Elle rejoignent le groupe de commerce de gros Tianjin Thianhai (Ingram Micro à Beauvais, Lomme et Lesquin, 686 emplois), MA Steel (MG-Valdunes et Trisource, à Trith-Saint-Léger et Leffrinckoucke, 475 emplois), ou encore Weichai Power (Fenwick, à Wambrechies, Quaedypre, Coudun, Amiens, Libercourt, Marly et Lesquin, 221 emplois).
 

L’apparition de ces investissements chinois dans la région Hauts-de-France se divise en trois catégories, avec les rachats d'entreprises en bonne santé, les créations ex-nihilo ou des reprises d'entreprises en difficulté et des sites de petites tailles ou des petits magasins autonomes.
 

Pourquoi une telle confiance ?

En tout, 45 nationalités sont représentées dans la région Hauts-de-France parmi les entreprises à capitaux étrangers. Les États-Unis, la Belgique, l’Allemagne et le Japon figurent en premier de ce classement à la fois en termes d’effectifs et d’établissements.
 
La France mise sur des atouts tels que son savoir-faire, art de vivre et prestige. Les entreprises qui s'installent dans la région mettent aussi en avant la localisation des villes où ils s'implantent. Le géant Amazon, récemment installé à Boves près d'Amiens, avait insisté sur la localisation idéale du site, proche de Paris et bien reliée en termes d'autoroutes.
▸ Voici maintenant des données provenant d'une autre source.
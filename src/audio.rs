//! Sound effects for simulation events
//!
//! Effects are simple synthesized beeps described by `Tone`. The mapping from
//! events to tones is platform independent; playback through the Web Audio
//! API only exists on wasm32.

use crate::settings::Settings;
use crate::sim::GameEvent;

/// Oscillator shape
#[derive(Debug, Clone, Copy, PartialEq, Eq)]
pub enum Waveform {
    Square,
    Sawtooth,
}

/// A single beep
#[derive(Debug, Clone, Copy, PartialEq)]
pub struct Tone {
    pub frequency_hz: f32,
    pub duration_secs: f32,
    pub waveform: Waveform,
    /// Gain before volume is applied
    pub gain: f32,
}

/// Sound effect types
#[derive(Debug, Clone, Copy, PartialEq, Eq)]
pub enum SoundEffect {
    /// Avatar cleared an obstacle
    Pass,
    /// Avatar hit an obstacle or the bounds
    Hit,
}

impl SoundEffect {
    pub fn tone(self) -> Tone {
        match self {
            SoundEffect::Pass => Tone {
                frequency_hz: 880.0,
                duration_secs: 0.06,
                waveform: Waveform::Square,
                gain: 0.22,
            },
            SoundEffect::Hit => Tone {
                frequency_hz: 220.0,
                duration_secs: 0.18,
                waveform: Waveform::Sawtooth,
                gain: 0.35,
            },
        }
    }
}

/// Sound to play for an event, if any
pub fn sound_for(event: &GameEvent) -> Option<SoundEffect> {
    match event {
        GameEvent::ObstaclePassed { .. } => Some(SoundEffect::Pass),
        GameEvent::GameOver { .. } => Some(SoundEffect::Hit),
        _ => None,
    }
}

/// Output gain for an effect under the current settings (0 when muted)
pub fn output_gain(effect: SoundEffect, settings: &Settings) -> f32 {
    effect.tone().gain * settings.effective_volume()
}

#[cfg(target_arch = "wasm32")]
pub use web_audio::AudioManager;

#[cfg(target_arch = "wasm32")]
mod web_audio {
    use web_sys::{AudioContext, GainNode, OscillatorNode, OscillatorType};

    use super::{SoundEffect, Waveform, output_gain};
    use crate::settings::Settings;

    /// Audio manager for the game
    pub struct AudioManager {
        ctx: Option<AudioContext>,
    }

    impl Default for AudioManager {
        fn default() -> Self {
            Self::new()
        }
    }

    impl AudioManager {
        pub fn new() -> Self {
            // Try to create audio context (may fail if not in secure context)
            let ctx = AudioContext::new().ok();
            if ctx.is_none() {
                log::warn!("Failed to create AudioContext - audio disabled");
            }
            Self { ctx }
        }

        /// Resume audio context (required after user gesture)
        pub fn resume(&self) {
            if let Some(ctx) = &self.ctx {
                let _ = ctx.resume();
            }
        }

        /// Play a sound effect
        pub fn play(&self, effect: SoundEffect, settings: &Settings) {
            let vol = output_gain(effect, settings);
            if vol <= 0.0 {
                return;
            }

            let Some(ctx) = &self.ctx else { return };

            if ctx.state() == web_sys::AudioContextState::Suspended {
                let _ = ctx.resume();
            }

            let tone = effect.tone();
            let Some((osc, gain)) = create_osc(ctx, tone.frequency_hz, tone.waveform) else {
                return;
            };
            let t = ctx.current_time();
            gain.gain().set_value_at_time(vol, t).ok();
            osc.start().ok();
            osc.stop_with_when(t + tone.duration_secs as f64).ok();
        }
    }

    fn oscillator_type(waveform: Waveform) -> OscillatorType {
        match waveform {
            Waveform::Square => OscillatorType::Square,
            Waveform::Sawtooth => OscillatorType::Sawtooth,
        }
    }

    /// Create an oscillator routed through a gain node
    fn create_osc(
        ctx: &AudioContext,
        freq: f32,
        waveform: Waveform,
    ) -> Option<(OscillatorNode, GainNode)> {
        let osc = ctx.create_oscillator().ok()?;
        let gain = ctx.create_gain().ok()?;

        osc.set_type(oscillator_type(waveform));
        osc.frequency().set_value(freq);
        osc.connect_with_audio_node(&gain).ok()?;
        gain.connect_with_audio_node(&ctx.destination()).ok()?;

        Some((osc, gain))
    }
}

#[cfg(test)]
mod tests {
    use super::*;

    #[test]
    fn test_event_mapping() {
        assert_eq!(
            sound_for(&GameEvent::ObstaclePassed { obstacle_id: 1 }),
            Some(SoundEffect::Pass)
        );
        assert_eq!(sound_for(&GameEvent::ScoreIncreased { score: 1 }), None);
        assert_eq!(
            sound_for(&GameEvent::GameOver { final_score: 3 }),
            Some(SoundEffect::Hit)
        );
        assert_eq!(sound_for(&GameEvent::RunStarted), None);
        assert_eq!(sound_for(&GameEvent::CountdownTick { remaining: 2 }), None);
    }

    #[test]
    fn test_output_gain_follows_settings() {
        let mut settings = Settings {
            volume: 0.5,
            ..Settings::default()
        };
        assert!((output_gain(SoundEffect::Pass, &settings) - 0.11).abs() < 1e-6);

        settings.muted = true;
        assert_eq!(output_gain(SoundEffect::Hit, &settings), 0.0);
    }

    #[test]
    fn test_tones() {
        let pass = SoundEffect::Pass.tone();
        assert_eq!(pass.frequency_hz, 880.0);
        assert_eq!(pass.waveform, Waveform::Square);
        let hit = SoundEffect::Hit.tone();
        assert_eq!(hit.frequency_hz, 220.0);
        assert_eq!(hit.waveform, Waveform::Sawtooth);
    }
}
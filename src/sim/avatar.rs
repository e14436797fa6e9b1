//! The player avatar and its vertical physics

use glam::Vec2;
use serde::{Deserialize, Serialize};

use crate::tuning::GravityMode;

/// The player's avatar. Only the vertical axis moves; `pos.x` stays fixed.
#[derive(Debug, Clone, Copy, PartialEq, Serialize, Deserialize)]
pub struct Avatar {
    pub pos: Vec2,
    /// Vertical velocity (positive = down, screen coordinates)
    pub vel_y: f32,
    pub radius: f32,
}

impl Avatar {
    pub fn new(x: f32, y: f32, radius: f32) -> Self {
        Self {
            pos: Vec2::new(x, y),
            vel_y: 0.0,
            radius,
        }
    }

    /// Advance one tick.
    ///
    /// In `PerTick` mode gravity and motion ignore `dt_ms` entirely;
    /// in `Scaled` mode both are multiplied by the number of 60 Hz frames
    /// that `dt_ms` represents.
    pub fn integrate(
        &mut self,
        dt_ms: f32,
        gravity: f32,
        mode: GravityMode,
        frame_normalization: f32,
    ) {
        match mode {
            GravityMode::PerTick => {
                self.vel_y += gravity;
                self.pos.y += self.vel_y;
            }
            GravityMode::Scaled => {
                let frames = dt_ms * frame_normalization;
                self.vel_y += gravity * frames;
                self.pos.y += self.vel_y * frames;
            }
        }
    }

    /// Flap: overwrite velocity with the upward impulse (not additive)
    #[inline]
    pub fn impulse(&mut self, impulse_velocity: f32) {
        self.vel_y = impulse_velocity;
    }

    /// Back to the start position, at rest
    pub fn reset(&mut self, start_y: f32) {
        self.pos.y = start_y;
        self.vel_y = 0.0;
    }

    #[inline]
    pub fn top(&self) -> f32 {
        self.pos.y - self.radius
    }

    #[inline]
    pub fn bottom(&self) -> f32 {
        self.pos.y + self.radius
    }
}

#[cfg(test)]
mod tests {
    use super::*;

    #[test]
    fn test_integrate_per_tick_ignores_dt() {
        let mut a = Avatar::new(320.0, 360.0, 18.0);
        let mut b = a;
        a.integrate(16.0, 0.45, GravityMode::PerTick, 0.06);
        b.integrate(100.0, 0.45, GravityMode::PerTick, 0.06);
        assert_eq!(a, b);
        assert!((a.vel_y - 0.45).abs() < 1e-6);
        assert!((a.pos.y - 360.45).abs() < 1e-4);
    }

    #[test]
    fn test_integrate_scaled_uses_dt() {
        let mut a = Avatar::new(320.0, 360.0, 18.0);
        // 1000 / 60 ms is one frame at 60 Hz
        a.integrate(1000.0 / 60.0, 0.45, GravityMode::Scaled, 0.06);
        assert!((a.vel_y - 0.45).abs() < 1e-4);

        let mut b = Avatar::new(320.0, 360.0, 18.0);
        b.integrate(2000.0 / 60.0, 0.45, GravityMode::Scaled, 0.06);
        assert!((b.vel_y - 0.9).abs() < 1e-4);
    }

    #[test]
    fn test_repeated_impulse_is_not_cumulative() {
        let mut a = Avatar::new(320.0, 360.0, 18.0);
        a.vel_y = 4.0;
        a.impulse(-8.5);
        a.impulse(-8.5);
        a.impulse(-8.5);
        assert_eq!(a.vel_y, -8.5);
    }

    #[test]
    fn test_reset() {
        let mut a = Avatar::new(320.0, 100.0, 18.0);
        a.vel_y = 7.0;
        a.reset(360.0);
        assert_eq!(a.pos, Vec2::new(320.0, 360.0));
        assert_eq!(a.vel_y, 0.0);
    }
}
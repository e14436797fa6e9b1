//! Demo-mode controller
//!
//! Decides when to flap by chasing the centre of the next gap. Used by the
//! native demo binary and for attract-mode hosts; it only reads state.

use super::state::{GameState, RunState};
use crate::tuning::SimulationConfig;

/// Aim slightly below the gap centre; a flap from here peaks inside the gap
const TARGET_BIAS: f32 = 25.0;

/// Y the autopilot steers toward: next gap still ahead of the avatar's back
/// edge, or mid-screen when no obstacle is ahead.
pub fn target_y(state: &GameState, config: &SimulationConfig) -> f32 {
    let avatar = &state.avatar;
    state
        .obstacles
        .as_slice()
        .iter()
        .find(|o| o.right() + avatar.radius > avatar.pos.x)
        .map(|o| o.gap_center() + TARGET_BIAS)
        .unwrap_or(config.viewport_height / 2.0)
}

/// True when the avatar is falling below its target
pub fn should_flap(state: &GameState, config: &SimulationConfig) -> bool {
    if state.run_state != RunState::Playing {
        return false;
    }
    let avatar = &state.avatar;
    avatar.vel_y >= 0.0 && avatar.pos.y > target_y(state, config)
}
Isbrand HO, directeur Europe de BYD, le dit lui-même : "Beauvais et la Région Hauts-de-France ont été choisis en raison de la qualité du bâtiment qui nous a été proposé, de la localisation géographique idéale et de la proactivité des autorités locales et régionales."

La présence de Bank of China depuis 1979 et l'arrivée récente d’ICBC et Exim Bank en attestent, pour les entreprises chinoises, l’Hexagone est également une porte d’entrée vers les marchés européens et émergent.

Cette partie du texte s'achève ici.